Медленно и осторожно, ни на секунду не ослабляя самоконтроль, Ёрш переключил внимание на поезд. О поездах думать легче: их в туннеле тысячи, перед каждым свой поезд-призрак из сжатого воздуха и своя конечная станция. Например, этот мчался к Брэдфорд-парк-бульвару. Его украшал герб — большая «В», набранная шрифтом гельветика на ярко-оранжевом щите. Поезд, на котором нужно ехать к дедушке, того же цвета — цвета спелого манго, заката, солнечных лучей, на пляже проникающих сквозь полуопущенные веки. «Оранжевый поезд… — грезил Ёрш, — …тогда я Уильям, нет, Вильгельм Оранский!» Ёрш зажмурился и, закрыв лицо руками, представил, как обходит Виндзорский замок. Под сенью вековых деревьев так прохладно и хорошо! Ёрш увидел темные, обшитые панелями коридоры, картины в пылезащитных чехлах, высокие гофрированные воротники и кровати с балдахином. Он увидел собственный портрет, норковая шляпа-таблетка шла ему бесподобно. Он увидел мать: она суетилась на кухне, пассируя лук и чеснок. Ее лицо было мертвенно-бледным. Ёрш больно закусил губу, заставляя себя разлепить веки.
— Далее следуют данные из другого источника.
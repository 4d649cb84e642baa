//! Cooperative scan cancellation.

use std::sync::atomic::{AtomicBool, Ordering};
use std::sync::Arc;

/// Shared cancellation flag checked between chunks.
///
/// Clones share the same flag; a scan observes cancellation at the next
/// chunk boundary, never mid-chunk.
#[derive(Debug, Clone, Default)]
pub struct ScanCancellation {
    flag: Arc<AtomicBool>,
}

impl ScanCancellation {
    pub fn new() -> Self {
        Self::default()
    }

    pub fn cancel(&self) {
        self.flag.store(true, Ordering::Relaxed);
    }

    pub fn is_cancelled(&self) -> bool {
        self.flag.load(Ordering::Relaxed)
    }

    /// Clear the flag so the handle can be reused for another scan.
    pub fn reset(&self) {
        self.flag.store(false, Ordering::Relaxed);
    }
}

#[cfg(test)]
mod tests {
    use super::*;

    #[test]
    fn test_clones_share_the_flag() {
        let a = ScanCancellation::new();
        let b = a.clone();
        assert!(!b.is_cancelled());
        a.cancel();
        assert!(b.is_cancelled());
        b.reset();
        assert!(!a.is_cancelled());
    }
}
//! Human-readable descriptions for common error codes.

/// Look up a short description for an error code seen in logs.
pub fn describe_error_code(code: &str) -> Option<&'static str> {
    let described = match code {
        // TypeScript compiler
        "2322" | "TS2322" => "type is not assignable",
        "2339" | "TS2339" => "property does not exist on type",
        "2345" | "TS2345" => "argument type mismatch",
        "2304" | "TS2304" => "cannot find name",
        "2307" | "TS2307" => "cannot find module",
        "2552" | "TS2552" => "cannot find name, did you mean",
        // Node / socket errno
        "ECONNREFUSED" => "connection refused by the target host",
        "ETIMEDOUT" => "connection timed out",
        "ENOTFOUND" => "DNS lookup failed",
        "ECONNRESET" => "connection reset by peer",
        "EADDRINUSE" => "address already in use",
        "EACCES" => "permission denied",
        "ENOENT" => "no such file or directory",
        // HTTP status
        "400" => "bad request",
        "401" => "unauthorized",
        "403" => "forbidden",
        "404" => "not found",
        "429" => "too many requests",
        "500" => "internal server error",
        "502" => "bad gateway",
        "503" => "service unavailable",
        "504" => "gateway timeout",
        _ => return None,
    };
    Some(described)
}

/// minijinja filter form: unknown codes get a fixed placeholder so the
/// template never renders an empty parenthetical.
pub fn describe_code_filter(code: String) -> String {
    describe_error_code(&code)
        .map(str::to_string)
        .unwrap_or_else(|| "unrecognized code".to_string())
}

#[cfg(test)]
mod tests {
    use super::*;

    #[test]
    fn test_known_codes() {
        assert_eq!(describe_error_code("2322"), Some("type is not assignable"));
        assert_eq!(
            describe_error_code("ECONNREFUSED"),
            Some("connection refused by the target host")
        );
        assert_eq!(describe_error_code("503"), Some("service unavailable"));
    }

    #[test]
    fn test_unknown_code() {
        assert_eq!(describe_error_code("XYZ999"), None);
        assert_eq!(describe_code_filter("XYZ999".to_string()), "unrecognized code");
    }
}
//! faultline-core: shared foundation for the Faultline engine.
//!
//! - Types: closed category/severity/language enums, match and extraction
//!   result structs shared by the classifier and the report layer
//! - Errors: per-domain error enums with stable error-code strings
//! - Config: engine configuration with serde defaults and TOML loading
//! - Tracing: `FAULTLINE_LOG`-driven subscriber setup
//! - Constants: default thresholds, sizes, and TTLs

pub mod config;
pub mod constants;
pub mod errors;
pub mod tracing;
pub mod types;

pub use config::EngineConfig;
pub use errors::{
    ConfigError, FaultlineErrorCode, PatternError, RenderError, ScanError, TemplateError,
};
pub use types::{
    dedup_preserving_order, EnvironmentInfo, ErrorCategory, ErrorMatch, ExtractedInfo, Language,
    MatchSpan, Severity, StackFrame, StackTrace,
};
//! Scanner errors.
//!
//! Chunks that fail to decode are skipped with a warning count rather than
//! surfaced here; only I/O failures and cancellation abort a scan.

use std::path::PathBuf;

use super::error_code::{codes, FaultlineErrorCode};

#[derive(Debug, thiserror::Error)]
pub enum ScanError {
    #[error("IO error scanning {path}: {source}")]
    Io {
        path: PathBuf,
        source: std::io::Error,
    },

    #[error("Scan cancelled")]
    Cancelled,
}

impl FaultlineErrorCode for ScanError {
    fn error_code(&self) -> &'static str {
        match self {
            Self::Cancelled => codes::CANCELLED,
            Self::Io { .. } => codes::SCAN_ERROR,
        }
    }
}
//! Line-based stack trace parsers.
//!
//! Python and JavaScript traces have a rigid enough line grammar that
//! walking lines beats one giant multiline regex, and it keeps the raw
//! slice of each trace intact for reporting.

use once_cell::sync::Lazy;
use regex::Regex;

use faultline_core::{Language, StackFrame, StackTrace};

static PY_FRAME: Lazy<Regex> = Lazy::new(|| {
    Regex::new(r#"^\s*File\s+"([^"]+)",\s+line\s+(\d+)(?:,\s+in\s+(\S+))?"#)
        .expect("python frame pattern is valid")
});

static JS_FRAME_FULL: Lazy<Regex> = Lazy::new(|| {
    Regex::new(r"^\s*at\s+(.+?)\s+\((.+?):(\d+):(\d+)\)\s*$")
        .expect("js frame pattern is valid")
});

static JS_FRAME_BARE: Lazy<Regex> = Lazy::new(|| {
    Regex::new(r"^\s*at\s+(.+?):(\d+):(\d+)\s*$").expect("js bare frame pattern is valid")
});

static JS_HEAD: Lazy<Regex> = Lazy::new(|| {
    Regex::new(r"^\s*\w*(?:Error|Exception)\b").expect("js head pattern is valid")
});

/// Find and parse every recognizable stack trace in `text`.
pub fn parse_all(text: &str) -> Vec<StackTrace> {
    let lines: Vec<&str> = text.lines().collect();
    let mut traces = Vec::new();
    let mut i = 0;

    while i < lines.len() {
        if lines[i].trim_start().starts_with("Traceback (most recent call last):") {
            let (trace, next) = parse_python(&lines, i);
            if !trace.frames.is_empty() {
                traces.push(trace);
            }
            i = next;
        } else if JS_HEAD.is_match(lines[i]) && is_js_frame(lines.get(i + 1)) {
            let (trace, next) = parse_javascript(&lines, i);
            if !trace.frames.is_empty() {
                traces.push(trace);
            }
            i = next;
        } else {
            i += 1;
        }
    }

    traces
}

fn is_js_frame(line: Option<&&str>) -> bool {
    line.is_some_and(|l| JS_FRAME_FULL.is_match(l) || JS_FRAME_BARE.is_match(l))
}

fn parse_python(lines: &[&str], start: usize) -> (StackTrace, usize) {
    let mut frames = Vec::new();
    let mut i = start + 1;

    while i < lines.len() {
        let Some(caps) = PY_FRAME.captures(lines[i]) else {
            // The exception line ("ValueError: ...") or unrelated text ends
            // the frame list.
            if frames.is_empty() || !lines[i].trim().is_empty() {
                break;
            }
            i += 1;
            continue;
        };

        let line = caps
            .get(2)
            .and_then(|g| g.as_str().parse::<u32>().ok())
            .unwrap_or(0);
        let mut frame = StackFrame {
            file: caps[1].to_string(),
            line,
            column: None,
            function: caps.get(3).map_or_else(
                || "<module>".to_string(),
                |g| g.as_str().to_string(),
            ),
            code: None,
        };

        // The source line, if present, is indented deeper on the next line.
        if let Some(next) = lines.get(i + 1) {
            if !PY_FRAME.is_match(next) && next.starts_with("    ") && !next.trim().is_empty() {
                frame.code = Some(next.trim().to_string());
                i += 1;
            }
        }

        frames.push(frame);
        i += 1;
    }

    // Skip the closing exception line so it is part of the raw slice.
    let mut end = i;
    if end < lines.len() && !lines[end].trim().is_empty() && !lines[end].starts_with(' ') {
        end += 1;
    }

    (
        StackTrace {
            language: Language::Python,
            frames,
            raw: lines[start..end].join("\n"),
        },
        end,
    )
}

fn parse_javascript(lines: &[&str], start: usize) -> (StackTrace, usize) {
    let mut frames = Vec::new();
    let mut i = start + 1;

    while i < lines.len() {
        if let Some(caps) = JS_FRAME_FULL.captures(lines[i]) {
            frames.push(StackFrame {
                file: caps[2].to_string(),
                line: caps[3].parse().unwrap_or(0),
                column: caps[4].parse().ok(),
                function: caps[1].to_string(),
                code: None,
            });
        } else if let Some(caps) = JS_FRAME_BARE.captures(lines[i]) {
            frames.push(StackFrame {
                file: caps[1].to_string(),
                line: caps[2].parse().unwrap_or(0),
                column: caps[3].parse().ok(),
                function: "<anonymous>".to_string(),
                code: None,
            });
        } else {
            break;
        }
        i += 1;
    }

    (
        StackTrace {
            language: Language::JavaScript,
            frames,
            raw: lines[start..i].join("\n"),
        },
        i,
    )
}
Вагон накрыла напряженная тишина, и Ёрш тотчас все понял. Пассажиры изучали его, разглядывали старые кроссовки на липучках, вельветовые брюки, наспех застегнутую рубашку и светло-русые волосы, разделенные аккуратнейшим пробором. В залапанных окнах отражались их изумленные лица. «Небось думают, я еду на свидание или на экскурсию! — про себя хмыкнул Ёрш. — Знали бы они!»

— Я Вильгельм Оранский! — представился Ёрш и отвернулся от окна, чтобы лучше видеть пассажиров. — Сигарета у кого-нибудь найдется?
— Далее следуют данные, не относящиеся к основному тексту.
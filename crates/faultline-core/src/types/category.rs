//! Error category and severity enums.

use serde::{Deserialize, Serialize};

/// The closed set of error domains the classifier can assign.
#[derive(Debug, Clone, Copy, PartialEq, Eq, Hash, PartialOrd, Ord, Serialize, Deserialize)]
#[serde(rename_all = "lowercase")]
pub enum ErrorCategory {
    TypeScript,
    JavaScript,
    Python,
    Memory,
    Network,
    React,
    Vue,
    Angular,
    Django,
    FastApi,
    Database,
    Docker,
    Cicd,
    Build,
    Security,
    Async,
    General,
}

impl ErrorCategory {
    pub fn all() -> &'static [ErrorCategory] {
        &[
            Self::TypeScript, Self::JavaScript, Self::Python, Self::Memory,
            Self::Network, Self::React, Self::Vue, Self::Angular,
            Self::Django, Self::FastApi, Self::Database, Self::Docker,
            Self::Cicd, Self::Build, Self::Security, Self::Async,
            Self::General,
        ]
    }

    pub fn name(&self) -> &'static str {
        match self {
            Self::TypeScript => "typescript", Self::JavaScript => "javascript",
            Self::Python => "python", Self::Memory => "memory",
            Self::Network => "network", Self::React => "react",
            Self::Vue => "vue", Self::Angular => "angular",
            Self::Django => "django", Self::FastApi => "fastapi",
            Self::Database => "database", Self::Docker => "docker",
            Self::Cicd => "cicd", Self::Build => "build",
            Self::Security => "security", Self::Async => "async",
            Self::General => "general",
        }
    }

    /// Categories whose matches start closer to critical severity.
    pub fn is_critical_prone(&self) -> bool {
        matches!(self, Self::Memory | Self::Security)
    }

    /// Fixed severity-score increment contributed by category membership.
    pub fn severity_bump(&self) -> f64 {
        match self {
            Self::Memory | Self::Security => 0.2,
            Self::Build | Self::Docker => 0.15,
            Self::Database | Self::Network => 0.1,
            _ => 0.0,
        }
    }
}

impl std::fmt::Display for ErrorCategory {
    fn fmt(&self, f: &mut std::fmt::Formatter<'_>) -> std::fmt::Result {
        f.write_str(self.name())
    }
}

/// Bucketed urgency level derived from confidence and keyword heuristics.
#[derive(
    Debug, Clone, Copy, PartialEq, Eq, Hash, PartialOrd, Ord, Serialize, Deserialize, Default,
)]
#[serde(rename_all = "lowercase")]
pub enum Severity {
    Low,
    #[default]
    Medium,
    High,
    Critical,
}

impl Severity {
    /// Bucket a severity score: <0.4 low, <0.6 medium, <0.8 high, else critical.
    pub fn from_score(score: f64) -> Self {
        if score >= 0.8 {
            Self::Critical
        } else if score >= 0.6 {
            Self::High
        } else if score >= 0.4 {
            Self::Medium
        } else {
            Self::Low
        }
    }

    pub fn as_str(&self) -> &'static str {
        match self {
            Self::Low => "low",
            Self::Medium => "medium",
            Self::High => "high",
            Self::Critical => "critical",
        }
    }
}

impl std::fmt::Display for Severity {
    fn fmt(&self, f: &mut std::fmt::Formatter<'_>) -> std::fmt::Result {
        f.write_str(self.as_str())
    }
}

#[cfg(test)]
mod tests {
    use super::*;

    #[test]
    fn test_severity_buckets() {
        assert_eq!(Severity::from_score(0.0), Severity::Low);
        assert_eq!(Severity::from_score(0.39), Severity::Low);
        assert_eq!(Severity::from_score(0.4), Severity::Medium);
        assert_eq!(Severity::from_score(0.6), Severity::High);
        assert_eq!(Severity::from_score(0.8), Severity::Critical);
        assert_eq!(Severity::from_score(2.5), Severity::Critical);
    }

    #[test]
    fn test_severity_ordering() {
        assert!(Severity::Low < Severity::Medium);
        assert!(Severity::High < Severity::Critical);
    }

    #[test]
    fn test_category_names_are_unique() {
        let mut names: Vec<&str> = ErrorCategory::all().iter().map(|c| c.name()).collect();
        names.sort_unstable();
        names.dedup();
        assert_eq!(names.len(), ErrorCategory::all().len());
    }

    #[test]
    fn test_critical_prone_set() {
        assert!(ErrorCategory::Memory.is_critical_prone());
        assert!(ErrorCategory::Security.is_critical_prone());
        assert!(!ErrorCategory::TypeScript.is_critical_prone());
    }
}
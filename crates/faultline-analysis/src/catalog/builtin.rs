//! Builtin pattern table.
//!
//! Weights express relative diagnostic importance: explicit error codes
//! outweigh generic keyword hits.

use faultline_core::ErrorCategory;

use super::PatternSpec;

fn spec(
    pattern: &str,
    category: ErrorCategory,
    weight: f64,
    capture_names: &[&str],
    multiline: bool,
) -> PatternSpec {
    PatternSpec {
        pattern: pattern.to_string(),
        category,
        weight,
        capture_names: capture_names.iter().map(|s| s.to_string()).collect(),
        multiline,
    }
}

pub(super) fn builtin_specs() -> Vec<PatternSpec> {
    use ErrorCategory::*;

    vec![
        // TypeScript
        spec(
            r"(?:error )?TS(\d{4}):\s*(.+?)$",
            TypeScript,
            2.0,
            &["error_code", "message"],
            false,
        ),
        spec(
            r#"Type\s+['"`](.+?)['"`]\s+is not assignable to type\s+['"`](.+?)['"`]"#,
            TypeScript,
            1.5,
            &["source_type", "target_type"],
            false,
        ),
        spec(
            r#"Cannot find module\s+['"`](.+?)['"`]"#,
            TypeScript,
            1.5,
            &["module_name"],
            false,
        ),
        spec(
            r#"Property\s+['"`](\w+)['"`]\s+does not exist on type\s+['"`](.+?)['"`]"#,
            TypeScript,
            1.5,
            &["property", "type"],
            false,
        ),
        // JavaScript
        spec(
            r"(TypeError|ReferenceError|SyntaxError|RangeError):\s*(.+?)$",
            JavaScript,
            2.0,
            &["error_type", "message"],
            false,
        ),
        spec(
            r#"Cannot read prop(?:erty)?\s+['"`]?(\w+)['"`]?\s+of\s+(undefined|null)"#,
            JavaScript,
            1.8,
            &["property", "object_type"],
            false,
        ),
        spec(
            r"UnhandledPromiseRejectionWarning:\s*(.+)",
            JavaScript,
            1.7,
            &["message"],
            false,
        ),
        // Python
        spec(
            r"Traceback \(most recent call last\):",
            Python,
            2.0,
            &[],
            false,
        ),
        spec(
            r#"File\s+"([^"]+)",\s+line\s+(\d+),\s+in\s+(\w+)"#,
            Python,
            1.5,
            &["file", "line", "function"],
            false,
        ),
        spec(
            r"(\w+Error):\s*(.+?)$",
            Python,
            1.8,
            &["error_type", "message"],
            false,
        ),
        spec(
            r"async def\s+\w+.*?await.*?(?:asyncio\.)?(?:TimeoutError|CancelledError)",
            Async,
            1.6,
            &[],
            true,
        ),
        // Memory
        spec(r"JavaScript heap out of memory", Memory, 2.5, &[], false),
        spec(
            r"FATAL ERROR:.*?Allocation failed.*?process out of memory",
            Memory,
            2.5,
            &[],
            true,
        ),
        spec(r"Maximum call stack size exceeded", Memory, 2.0, &[], false),
        spec(
            r"java\.lang\.OutOfMemoryError:\s*(.+)",
            Memory,
            2.5,
            &["heap_space"],
            false,
        ),
        // Network
        spec(
            r"CORS (?:policy|error):.*?(?:Access-Control-Allow-Origin|blocked)",
            Network,
            2.0,
            &[],
            true,
        ),
        spec(
            r"(ERR_CONNECTION_REFUSED|ECONNREFUSED|ETIMEDOUT|ENOTFOUND)",
            Network,
            2.0,
            &["error_code"],
            false,
        ),
        spec(r"fetch failed", Network, 1.8, &[], false),
        spec(
            r#"WebSocket connection to\s+['"`](.+?)['"`]\s+failed"#,
            Network,
            1.8,
            &["url"],
            false,
        ),
        // React
        spec(
            r"Invalid hook call.*?Hooks can only be called inside",
            React,
            2.0,
            &[],
            true,
        ),
        spec(r"Too many re-renders\.\s*React limits", React, 2.0, &[], false),
        spec(
            r"Objects are not valid as a React child.*?found:\s*(.+)",
            React,
            1.8,
            &["object_type"],
            true,
        ),
        // Vue
        spec(
            r"\[Vue warn\]:\s*(.+?)$",
            Vue,
            1.8,
            &["message"],
            false,
        ),
        spec(
            r"Unknown custom element:\s*<(.+?)>",
            Vue,
            1.7,
            &["component"],
            false,
        ),
        // Angular
        spec(r"NG\d{4}:\s*(.+)", Angular, 2.0, &["message"], false),
        // Django
        spec(
            r"django\.(?:core|db|utils)\.exceptions\.(\w+):\s*(.+)",
            Django,
            2.0,
            &["exception_type", "message"],
            false,
        ),
        spec(
            r"OperationalError:.*?no such table:\s*(\w+)",
            Django,
            1.8,
            &["table_name"],
            false,
        ),
        // FastAPI
        spec(
            r"fastapi\.exceptions\.(\w+):\s*(.+)",
            FastApi,
            2.0,
            &["exception_type", "message"],
            false,
        ),
        spec(
            r"pydantic\.error_wrappers\.ValidationError.*?(\d+)\s+validation errors?",
            FastApi,
            1.8,
            &["error_count"],
            true,
        ),
        // Database
        spec(
            r"(?:psycopg2|mysql|sqlite3)\.(?:\w+\.)?(\w+Error):\s*(.+)",
            Database,
            2.0,
            &["error_type", "message"],
            false,
        ),
        spec(
            r"SQLSTATE\[(\w+)\].*?:\s*(.+)",
            Database,
            2.0,
            &["sql_state", "message"],
            false,
        ),
        spec(r"MongoError:\s*(.+)", Database, 1.8, &["message"], false),
        // Docker
        spec(
            r"docker:\s*Error response from daemon:\s*(.+)",
            Docker,
            2.0,
            &["message"],
            false,
        ),
        spec(
            r#"ERROR:\s*Service\s+['"`](\w+)['"`]\s+failed to build:\s*(.+)"#,
            Docker,
            2.0,
            &["service", "reason"],
            false,
        ),
        spec(
            r"container_linux\.go:\d+:.*?(?:starting container process|exec).*?:\s*(.+)",
            Docker,
            1.8,
            &["message"],
            false,
        ),
        // CI/CD and build
        spec(r"##\[error\](.+)", Cicd, 2.0, &["message"], false),
        spec(
            r#"The job was canceled because\s+"(.+?)""#,
            Cicd,
            1.8,
            &["reason"],
            false,
        ),
        spec(r"npm ERR!\s+(.+?)$", Build, 1.8, &["message"], false),
        spec(
            r"ERROR:\s*Failed to build\s+(.+)",
            Build,
            2.0,
            &["target"],
            false,
        ),
        spec(r"Module build failed|Failed to compile", Build, 1.5, &[], false),
        // Security
        spec(
            r"(?:authentication failed|unauthorized|forbidden|security vulnerability)",
            Security,
            1.8,
            &[],
            false,
        ),
    ]
}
Тишина стала еще напряженнее. «Неужели не слышали?» — удивился Ёрш. Порой он громко и четко проговаривал каждое слово, а на него не обращали внимания. Вообще-то подобное случалось не порой, а зачастую. Однако в тот день, в то конкретное утро от него было не отмахнуться. В то конкретное утро Ершу удавалось все.

Мужчина, сидевший слева, подался вперед и кашлянул.